A Organização Mundial da Saúde (OMS), a Sociedade Brasileira de Pediatria (SBP) e o Governo Federal recomendam evitar o uso de telas até os 2 anos e limitar a 1 hora diária entre 2 e 5 anos. No entanto, dados do Cetic.br mostram que, entre 2015 e 2024, o acesso à internet e a posse de celulares entre crianças de 0 a 8 anos aumentou significativamente.

Orquiza de Carvalho explica que crianças aprendem pelo exemplo: pais que usam dispositivos eletrônicos com frequência ensinam, mesmo que indiretamente, que a atenção às telas é prioritária.

Riscos psicológicos

A tecnoferência prejudica a construção de vínculos afetivos e sociais. Para crianças, preferir telas a interações reais pode comprometer o desenvolvimento emocional. Para adultos, responder mensagens ou assistir a conteúdos durante refeições reduz o tempo de convivência e enfraquece relações familiares, gerando distanciamento e perda de atenção plena.

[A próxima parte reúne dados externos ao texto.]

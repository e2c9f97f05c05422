//! Bounded, rate-limited request body reading.

use std::sync::Arc;
use std::time::Duration;

use axum::body::Body;
use bytes::{Bytes, BytesMut};
use http_body_util::BodyExt;
use thiserror::Error;

use crate::rate_limiter::ByteRateLimiter;

/// Why a request body could not be read.
#[derive(Debug, Error)]
pub enum BodyError {
    #[error("body read failed: {0}")]
    Read(#[from] axum::Error),

    #[error("body exceeds {limit} bytes")]
    TooLarge { limit: u64 },

    #[error("body read timed out after {0:?}")]
    Timeout(Duration),
}

/// Read a whole body, failing once more than `limit` bytes arrive.
///
/// Each frame waits on every limiter in `limiters` before it is accepted.
/// The whole read is bounded by `read_timeout`.
///
/// # Errors
///
/// Returns [`BodyError`] on transport failure, an oversized body or timeout.
/// Bytes read so far are discarded.
pub async fn read_body_limited(
    body: Body,
    limit: u64,
    limiters: &[Arc<ByteRateLimiter>],
    read_timeout: Duration,
) -> Result<Bytes, BodyError> {
    tokio::time::timeout(read_timeout, read_inner(body, limit, limiters))
        .await
        .map_err(|_| BodyError::Timeout(read_timeout))?
}

async fn read_inner(
    mut body: Body,
    limit: u64,
    limiters: &[Arc<ByteRateLimiter>],
) -> Result<Bytes, BodyError> {
    let mut buf = BytesMut::new();

    while let Some(frame) = body.frame().await {
        let Ok(data) = frame?.into_data() else {
            continue;
        };

        if (buf.len() + data.len()) as u64 > limit {
            return Err(BodyError::TooLarge { limit });
        }

        for limiter in limiters {
            limiter.consume(data.len()).await;
        }
        buf.extend_from_slice(&data);
    }

    Ok(buf.freeze())
}
//! Per-agent wake-up registry for poll connections.
//!
//! Each admitted poll connection owns exactly one slot keyed by the agent's
//! identifier. A slot is a single-capacity channel: the dispatch pipeline
//! signals it when work is queued for that agent, the poll handler signals
//! it when its own deadline expires, and shutdown signals every slot at once
//! with [`Notification::Quit`].
//!
//! ```text
//! register("C.1") ──► Slot { id, tx } ──► ClientListener { rx }
//!                         ▲
//!   notify("C.1") ────────┤  try_send: a full slot already has a wake pending
//!   notify_all_quit() ────┘
//! ```
//!
//! Registration is a single check-and-insert on the map entry, so two
//! concurrent poll requests for one agent can never both be admitted.

use std::sync::Arc;
use std::sync::atomic::{AtomicU64, Ordering};

use dashmap::DashMap;
use dashmap::mapref::entry::Entry;
use thiserror::Error;
use tokio::sync::mpsc;
use tokio::sync::mpsc::error::TrySendError;
use tracing::debug;

/// Signal delivered to a waiting poll connection.
#[derive(Debug, Clone, Copy, PartialEq, Eq)]
pub enum Notification {
    /// Work may be queued; drain once and close.
    Work,
    /// Close without draining.
    Quit,
}

/// Registry errors.
#[derive(Debug, Error, PartialEq, Eq)]
pub enum RegistryError {
    /// The agent already holds a poll connection.
    #[error("client {source_id} already has an active poll connection")]
    AlreadyConnected {
        /// Agent identifier
        source_id: String,
    },
}

struct Slot {
    id: u64,
    tx: mpsc::Sender<Notification>,
}

/// Concurrent map from agent identifier to its wake slot.
#[derive(Default)]
pub struct NotificationRegistry {
    slots: DashMap<String, Slot>,
    next_id: AtomicU64,
}

impl NotificationRegistry {
    #[must_use]
    pub fn new() -> Self {
        Self::default()
    }

    /// Register a poll connection for `source`.
    ///
    /// The returned listener removes the slot when dropped.
    ///
    /// # Errors
    ///
    /// Returns [`RegistryError::AlreadyConnected`] if `source` already has a
    /// slot. No slot is created in that case.
    pub fn register(self: &Arc<Self>, source: &str) -> Result<ClientListener, RegistryError> {
        match self.slots.entry(source.to_owned()) {
            Entry::Occupied(_) => Err(RegistryError::AlreadyConnected {
                source_id: source.to_owned(),
            }),
            Entry::Vacant(vacant) => {
                let id = self.next_id.fetch_add(1, Ordering::Relaxed);
                let (tx, rx) = mpsc::channel(1);
                vacant.insert(Slot { id, tx: tx.clone() });
                debug!(source = %source, "Poll connection registered");
                Ok(ClientListener {
                    registry: Arc::clone(self),
                    source: source.to_owned(),
                    id,
                    tx,
                    rx,
                })
            }
        }
    }

    /// Signal `source` that work may be queued.
    ///
    /// Returns `false` when the agent has no poll connection.
    pub fn notify(&self, source: &str) -> bool {
        match self.slots.get(source) {
            Some(slot) => deliver(&slot.tx, Notification::Work),
            None => false,
        }
    }

    /// Send [`Notification::Quit`] to every registered poll connection.
    ///
    /// Returns the number of slots signalled.
    pub fn notify_all_quit(&self) -> usize {
        let mut signalled = 0;
        for slot in self.slots.iter() {
            if deliver(&slot.tx, Notification::Quit) {
                signalled += 1;
            }
        }
        signalled
    }

    /// Returns true if `source` currently holds a poll connection.
    #[must_use]
    pub fn is_connected(&self, source: &str) -> bool {
        self.slots.contains_key(source)
    }

    /// Number of registered poll connections.
    #[must_use]
    pub fn len(&self) -> usize {
        self.slots.len()
    }

    #[must_use]
    pub fn is_empty(&self) -> bool {
        self.slots.is_empty()
    }
}

/// A full slot already holds an undelivered wake, which the listener will
/// act on; that counts as delivered.
fn deliver(tx: &mpsc::Sender<Notification>, notification: Notification) -> bool {
    match tx.try_send(notification) {
        Ok(()) | Err(TrySendError::Full(_)) => true,
        Err(TrySendError::Closed(_)) => false,
    }
}

/// Receiving end of a slot, owned by one poll connection.
///
/// Dropping it deregisters the agent.
pub struct ClientListener {
    registry: Arc<NotificationRegistry>,
    source: String,
    id: u64,
    tx: mpsc::Sender<Notification>,
    rx: mpsc::Receiver<Notification>,
}

impl ClientListener {
    /// Agent identifier this listener is registered under.
    #[must_use]
    pub fn source(&self) -> &str {
        &self.source
    }

    /// Wait for the next notification.
    ///
    /// Cancel safe.
    pub async fn recv(&mut self) -> Notification {
        // The listener holds a sender, so the channel never closes under us.
        self.rx.recv().await.unwrap_or(Notification::Quit)
    }

    /// Signal this listener's own slot.
    pub fn notify_self(&self, notification: Notification) {
        deliver(&self.tx, notification);
    }
}

impl Drop for ClientListener {
    fn drop(&mut self) {
        let id = self.id;
        self.registry
            .slots
            .remove_if(&self.source, |_, slot| slot.id == id);
        debug!(source = %self.source, "Poll connection deregistered");
    }
}

#[cfg(test)]
mod tests {
    use super::*;
    use std::time::Duration;

    #[tokio::test]
    async fn test_register_and_deregister() {
        let registry = Arc::new(NotificationRegistry::new());
        let listener = registry.register("C.1").unwrap();
        assert_eq!(listener.source(), "C.1");
        assert!(registry.is_connected("C.1"));
        assert_eq!(registry.len(), 1);

        drop(listener);
        assert!(!registry.is_connected("C.1"));
        assert!(registry.is_empty());
    }

    #[tokio::test]
    async fn test_duplicate_registration_rejected() {
        let registry = Arc::new(NotificationRegistry::new());
        let _first = registry.register("C.1").unwrap();

        let err = registry.register("C.1").err().unwrap();
        assert_eq!(
            err,
            RegistryError::AlreadyConnected {
                source_id: "C.1".to_string()
            }
        );
        // The rejected attempt must not disturb the existing slot.
        assert!(registry.is_connected("C.1"));
        assert_eq!(registry.len(), 1);
    }

    #[tokio::test]
    async fn test_reregister_after_drop() {
        let registry = Arc::new(NotificationRegistry::new());
        drop(registry.register("C.1").unwrap());
        assert!(registry.register("C.1").is_ok());
    }

    #[tokio::test]
    async fn test_notify_wakes_listener() {
        let registry = Arc::new(NotificationRegistry::new());
        let mut listener = registry.register("C.1").unwrap();

        assert!(registry.notify("C.1"));
        assert_eq!(listener.recv().await, Notification::Work);
    }

    #[tokio::test]
    async fn test_notify_unknown_client() {
        let registry = Arc::new(NotificationRegistry::new());
        assert!(!registry.notify("C.missing"));
    }

    #[tokio::test]
    async fn test_notify_coalesces_when_slot_full() {
        let registry = Arc::new(NotificationRegistry::new());
        let mut listener = registry.register("C.1").unwrap();

        assert!(registry.notify("C.1"));
        assert!(registry.notify("C.1"));
        assert!(registry.notify("C.1"));

        assert_eq!(listener.recv().await, Notification::Work);
        let second = tokio::time::timeout(Duration::from_millis(20), listener.recv()).await;
        assert!(second.is_err(), "extra wakes should coalesce into one");
    }

    #[tokio::test]
    async fn test_notify_self() {
        let registry = Arc::new(NotificationRegistry::new());
        let mut listener = registry.register("C.1").unwrap();
        listener.notify_self(Notification::Work);
        assert_eq!(listener.recv().await, Notification::Work);
    }

    #[tokio::test]
    async fn test_notify_all_quit() {
        let registry = Arc::new(NotificationRegistry::new());
        let mut a = registry.register("C.a").unwrap();
        let mut b = registry.register("C.b").unwrap();

        assert_eq!(registry.notify_all_quit(), 2);
        assert_eq!(a.recv().await, Notification::Quit);
        assert_eq!(b.recv().await, Notification::Quit);
    }

    #[tokio::test(flavor = "multi_thread", worker_threads = 4)]
    async fn test_concurrent_registration_admits_exactly_one() {
        let registry = Arc::new(NotificationRegistry::new());
        let barrier = Arc::new(tokio::sync::Barrier::new(32));

        let mut handles = Vec::new();
        for _ in 0..32 {
            let registry = Arc::clone(&registry);
            let barrier = Arc::clone(&barrier);
            handles.push(tokio::spawn(async move {
                barrier.wait().await;
                registry.register("C.same")
            }));
        }

        let mut admitted = Vec::new();
        let mut rejected = 0;
        for handle in handles {
            match handle.await.unwrap() {
                Ok(listener) => admitted.push(listener),
                Err(RegistryError::AlreadyConnected { .. }) => rejected += 1,
            }
        }

        assert_eq!(admitted.len(), 1);
        assert_eq!(rejected, 31);
        assert_eq!(registry.len(), 1);
    }
}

Orquiza de Carvalho sugere proibir celulares para crianças e adolescentes em casa e na escola, além de estabelecer limites de tempo, criar zonas livres de tecnologia e desativar notificações. Atividades offline, como exercícios, hobbies e momentos de convivência, devem ser priorizadas.

O especialista reforça: os adultos precisam dar exemplo e apoiar políticas públicas que incentivem o uso consciente da tecnologia, garantindo relações mais saudáveis e vínculos afetivos fortes.